Vlingo, formerly called Moebius, is officially emerging from stealth mode today and unveiling Vlingo Find, an application that users of Sprint mobile phones can download at www.vlingomobile.com. The software, which works over the phone’s data connection, allows users to search for business phone numbers nationwide simply by speaking the business name or category and the city name—for example, “Thai food in Cambridge, Massachusetts.”

If that sounds like a glorified 411 service without the human operator, that’s what it is. But that’s more remarkable than it sounds. After all, there is no human operator—nobody listening to the words and typing them into a computer somewhere. Instead, software runs the digitized sound of the user’s voice through statistical language models to make its best guess at what the user said, then sends that text back to the user’s screen for verification. If it’s correct, the user can press “search” to get the phone number. If there’s an error, it can be corrected by using the phone keypad cursor buttons to scroll back to the mistaken word and speaking it again.

The system works—in fact, it works so well that Vlingo officials who wanted to show me how easy it is to correct an error couldn’t get the system to make a transcription mistake in the first place. And Vlingo Find is just a taste of what Vlingo’s planning. The company is in talks with mobile phone manufacturers and cellular carriers to apply speech recognition to any task that normally requires tedious triple-typing on a standard mobile phone’s 12-button keypad, such as entering a URL in a Web browser or searching an online music store for a specific MP3. Vlingo “unlocks access to the mobile Internet with the power of voice,” says CEO David Grannan.

If you’ve had any experience with older speech recognition systems, you know that they achieve accuracy in one of two ways: either by drastically constraining the context so that only a few specific words might come up (“For billing inquiries, say 1, for technical support, say 2”) or through a long training process in which the speaker reads a prepared text and the software learns to recognize that speaker’s (and only that speaker’s) speech patterns.
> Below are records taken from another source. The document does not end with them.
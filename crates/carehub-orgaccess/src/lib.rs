//! CareHub organisation access store
//!
//! List/update operations over a client's organisation-access records,
//! served by one of two backends behind a single facade:
//! - mock mode: a locally persisted list per client, reseeded from a fixed
//!   reference list when absent or malformed
//! - real mode: the dashboard HTTP API, with the re-fetched server list as
//!   the single source of truth after every update
//!
//! # Example
//!
//! ```rust,ignore
//! use carehub_orgaccess::{OrgAccessConfig, OrgAccessStore, OrgAction};
//!
//! # async fn example() -> Result<(), Box<dyn std::error::Error>> {
//! let store = OrgAccessStore::new(&OrgAccessConfig::new());
//!
//! let records = store.list("client-1").await?;
//! let updated = store.update("client-1", &records[0].id, OrgAction::Approve).await?;
//! # Ok(())
//! # }
//! ```

pub mod backend;
pub mod error;
pub mod http;
pub mod local;
pub mod record;
pub mod seed;
pub mod store;

pub use backend::OrgBackend;
pub use error::OrgAccessError;
pub use http::HttpOrgBackend;
pub use local::LocalOrgBackend;
pub use record::{OrgAction, OrgStatus, OrganisationAccessRecord};
pub use seed::seed_records;
pub use store::{OrgAccessConfig, OrgAccessStore, StoreMode};

/// Version of this crate
pub const VERSION: &str = env!("CARGO_PKG_VERSION");
//! Pre-login route classification
//!
//! Checked before any role-based routing and unconditionally overriding
//! it. A path is pre-login when its first segment falls under the
//! pre-login umbrella: root, the login variants, role selection,
//! organisation setup, or the legacy signup aliases.

use crate::route::Route;
use crate::target::{targets, HelpTarget};

/// Classify a pre-login route
///
/// Returns `None` when the path is not under the pre-login umbrella, in
/// which case post-login classification applies.
#[must_use]
pub fn prelogin_target(route: &Route) -> Option<HelpTarget> {
    let Some(first) = route.first_segment() else {
        // Root is the login screen
        return Some(targets::LOGIN);
    };
    match first {
        "login" | "signin" | "sign_in" => Some(targets::LOGIN),
        "role" => Some(role_selection_target(route)),
        "organisation" => Some(organisation_setup_target(route)),
        // Legacy aliases branch exactly like the role-selection route
        "signup" | "register" => Some(role_selection_target(route)),
        _ => None,
    }
}

/// Role-selection branching, shared with the legacy signup aliases
fn role_selection_target(route: &Route) -> HelpTarget {
    let Some(role) = route.query_param("role") else {
        return targets::ROLE_SELECT;
    };
    match role.to_lowercase().as_str() {
        "family" => targets::SIGNUP_FAMILY,
        "carer" => targets::SIGNUP_CARER,
        "management" => {
            if route.has_query_param("org") {
                targets::SIGNUP_MANAGEMENT
            } else {
                targets::MANAGEMENT_ORG_CHOICE
            }
        }
        // Unknown role values fall back to the selection screen
        _ => targets::ROLE_SELECT,
    }
}

/// Organisation-setup branching
///
/// `create`/`join` sub-routes and an explicit `org` parameter land in the
/// signup flow; everything else is still choosing an organisation.
fn organisation_setup_target(route: &Route) -> HelpTarget {
    if matches!(route.segment(1), Some("create" | "join")) || route.has_query_param("org") {
        targets::SIGNUP_MANAGEMENT
    } else {
        targets::MANAGEMENT_ORG_CHOICE
    }
}

#[cfg(test)]
mod tests {
    use super::*;
    use pretty_assertions::assert_eq;

    fn target(location: &str) -> Option<HelpTarget> {
        prelogin_target(&Route::parse(location))
    }

    #[test]
    fn root_and_login_variants_resolve_to_login() {
        assert_eq!(target("/"), Some(targets::LOGIN));
        assert_eq!(target("/login"), Some(targets::LOGIN));
        assert_eq!(target("/signin"), Some(targets::LOGIN));
        assert_eq!(target("/sign_in"), Some(targets::LOGIN));
    }

    #[test]
    fn role_selection_without_role_param() {
        assert_eq!(target("/role"), Some(targets::ROLE_SELECT));
    }

    #[test]
    fn role_selection_for_family_and_carer() {
        assert_eq!(target("/role?role=family"), Some(targets::SIGNUP_FAMILY));
        assert_eq!(target("/role?role=carer"), Some(targets::SIGNUP_CARER));
    }

    #[test]
    fn management_without_org_chooses_organisation() {
        assert_eq!(
            target("/role?role=management"),
            Some(targets::MANAGEMENT_ORG_CHOICE)
        );
    }

    #[test]
    fn management_with_org_goes_to_signup() {
        assert_eq!(
            target("/role?role=management&org=org-1"),
            Some(targets::SIGNUP_MANAGEMENT)
        );
    }

    #[test]
    fn unknown_role_value_falls_back_to_selection() {
        assert_eq!(target("/role?role=admin"), Some(targets::ROLE_SELECT));
    }

    #[test]
    fn organisation_create_and_join_are_signup() {
        assert_eq!(
            target("/organisation/create"),
            Some(targets::SIGNUP_MANAGEMENT)
        );
        assert_eq!(
            target("/organisation/join"),
            Some(targets::SIGNUP_MANAGEMENT)
        );
    }

    #[test]
    fn organisation_with_org_param_is_signup() {
        assert_eq!(
            target("/organisation?org=org-1"),
            Some(targets::SIGNUP_MANAGEMENT)
        );
    }

    #[test]
    fn organisation_without_choice_is_org_choice() {
        assert_eq!(
            target("/organisation"),
            Some(targets::MANAGEMENT_ORG_CHOICE)
        );
        assert_eq!(
            target("/organisation/browse"),
            Some(targets::MANAGEMENT_ORG_CHOICE)
        );
    }

    #[test]
    fn legacy_signup_aliases_branch_like_role_selection() {
        assert_eq!(target("/signup"), Some(targets::ROLE_SELECT));
        assert_eq!(target("/signup?role=family"), Some(targets::SIGNUP_FAMILY));
        assert_eq!(target("/register?role=carer"), Some(targets::SIGNUP_CARER));
        assert_eq!(
            target("/signup?role=management"),
            Some(targets::MANAGEMENT_ORG_CHOICE)
        );
        assert_eq!(
            target("/register?role=management&org=org-2"),
            Some(targets::SIGNUP_MANAGEMENT)
        );
    }

    #[test]
    fn post_login_paths_are_not_prelogin() {
        assert_eq!(target("/calendar"), None);
        assert_eq!(target("/staff_list/123"), None);
        assert_eq!(target("/icon_dashboard"), None);
    }
}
If there were a Nobel Prize for software, a speaker-independent speech recognition system with a truly unconstrained vocabulary would win it. Vlingo’s system doesn’t do that, but it comes close, using an “adaptive” approach pioneered by the company’s technical founder, Michael Phillips. When I interviewed him last, for my 2003 story, Phillips was the principal scientist at interactive voice-response company Speechworks (which was later acquired for $132 million in stock by Scansoft, which renamed itself Nuance after acquiring a Speechworks competitor by that name). Speechworks’ technology was both grammar-based—loosely put, it expected words to occur in a certain order, such as subject-verb-object—and statistical, in that it used machine-learning techniques to comb databases of phrases for likely matches.
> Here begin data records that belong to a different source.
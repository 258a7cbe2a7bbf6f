//! Organisation access records and status transitions
//!
//! Defines the per-client record shape, the status domain, and the single
//! status-transition action records are mutated through.

use crate::error::OrgAccessError;
use serde::{Deserialize, Serialize};
use std::str::FromStr;

/// Access status of an organisation for one client
#[derive(Debug, Clone, Copy, PartialEq, Eq, Hash, Serialize, Deserialize)]
#[serde(rename_all = "lowercase")]
pub enum OrgStatus {
    /// Access granted
    Approved,
    /// Request awaiting a decision
    Pending,
    /// Access withdrawn; terminal but still listed
    Revoked,
}

impl OrgStatus {
    /// Translate a raw backend status string
    ///
    /// The backend reports granted access as `active`; everything else in
    /// the canonical domain passes through unchanged.
    pub fn from_backend(raw: &str) -> Result<Self, OrgAccessError> {
        match raw.trim().to_lowercase().as_str() {
            "active" | "approved" => Ok(Self::Approved),
            "pending" => Ok(Self::Pending),
            "revoked" => Ok(Self::Revoked),
            other => Err(OrgAccessError::UnknownStatus(other.to_string())),
        }
    }

    /// Wire representation
    #[inline]
    #[must_use]
    pub fn as_str(&self) -> &'static str {
        match self {
            Self::Approved => "approved",
            Self::Pending => "pending",
            Self::Revoked => "revoked",
        }
    }
}

impl FromStr for OrgStatus {
    type Err = OrgAccessError;

    fn from_str(s: &str) -> Result<Self, Self::Err> {
        Self::from_backend(s)
    }
}

impl std::fmt::Display for OrgStatus {
    fn fmt(&self, f: &mut std::fmt::Formatter<'_>) -> std::fmt::Result {
        f.write_str(self.as_str())
    }
}

/// Status-transition action applied to a record
#[derive(Debug, Clone, Copy, PartialEq, Eq, Hash, Serialize, Deserialize)]
#[serde(rename_all = "lowercase")]
pub enum OrgAction {
    /// Grant access
    Approve,
    /// Decline a pending request
    Reject,
    /// Withdraw granted access
    Revoke,
}

impl OrgAction {
    /// Status a record ends up in after this action
    ///
    /// Reject collapses into `Revoked` rather than removing the record;
    /// the record stays listed either way.
    #[inline]
    #[must_use]
    pub fn resulting_status(&self) -> OrgStatus {
        match self {
            Self::Approve => OrgStatus::Approved,
            Self::Reject | Self::Revoke => OrgStatus::Revoked,
        }
    }

    /// Wire representation sent in update payloads
    #[inline]
    #[must_use]
    pub fn as_str(&self) -> &'static str {
        match self {
            Self::Approve => "approve",
            Self::Reject => "reject",
            Self::Revoke => "revoke",
        }
    }
}

impl FromStr for OrgAction {
    type Err = OrgAccessError;

    fn from_str(s: &str) -> Result<Self, Self::Err> {
        match s.trim().to_lowercase().as_str() {
            "approve" => Ok(Self::Approve),
            "reject" => Ok(Self::Reject),
            "revoke" => Ok(Self::Revoke),
            other => Err(OrgAccessError::UnknownAction(other.to_string())),
        }
    }
}

impl std::fmt::Display for OrgAction {
    fn fmt(&self, f: &mut std::fmt::Formatter<'_>) -> std::fmt::Result {
        f.write_str(self.as_str())
    }
}

/// One organisation's access entry in a client's list
#[derive(Debug, Clone, PartialEq, Eq, Serialize, Deserialize)]
pub struct OrganisationAccessRecord {
    /// Opaque organisation identifier
    pub id: String,
    /// Display name
    pub name: String,
    /// Current access status
    pub status: OrgStatus,
}

impl OrganisationAccessRecord {
    /// Create new record
    #[inline]
    #[must_use]
    pub fn new(id: impl Into<String>, name: impl Into<String>, status: OrgStatus) -> Self {
        Self {
            id: id.into(),
            name: name.into(),
            status,
        }
    }
}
Today, Vlingo’s system uses both techniques, but with an ingenious addition: the ability to improve over time using the corrections users enter into their phones. “We are totally into adaptation,” says Phillips. “It’s the only way to make this work.” Vlingo’s so-called “adaptive hierarchical language models” are far too complex to run on mobile processors, so the heavy lifting actually takes place on servers accessed over the cellular data network. Remarkably, this doesn’t slow things down much—Vlingo can send back a transcription in only a fraction of the time it takes to complete a search once the query is actually submitted.

Vlingo is staffing up using $6.5 million in Series A funding from local venture firms Charles River Ventures and Sigma Ventures. “The technology has come a long way,” says Izhar Armony, general partner at Charles River, which was also an investor in Speechworks. “Mike’s brilliance was to realize that you can have the best of both worlds, user independence and an unrestricted grammar, if there is collective learning inside the network. The system gets better and better as more people call in. This is why we were so excited [about funding Vlingo].”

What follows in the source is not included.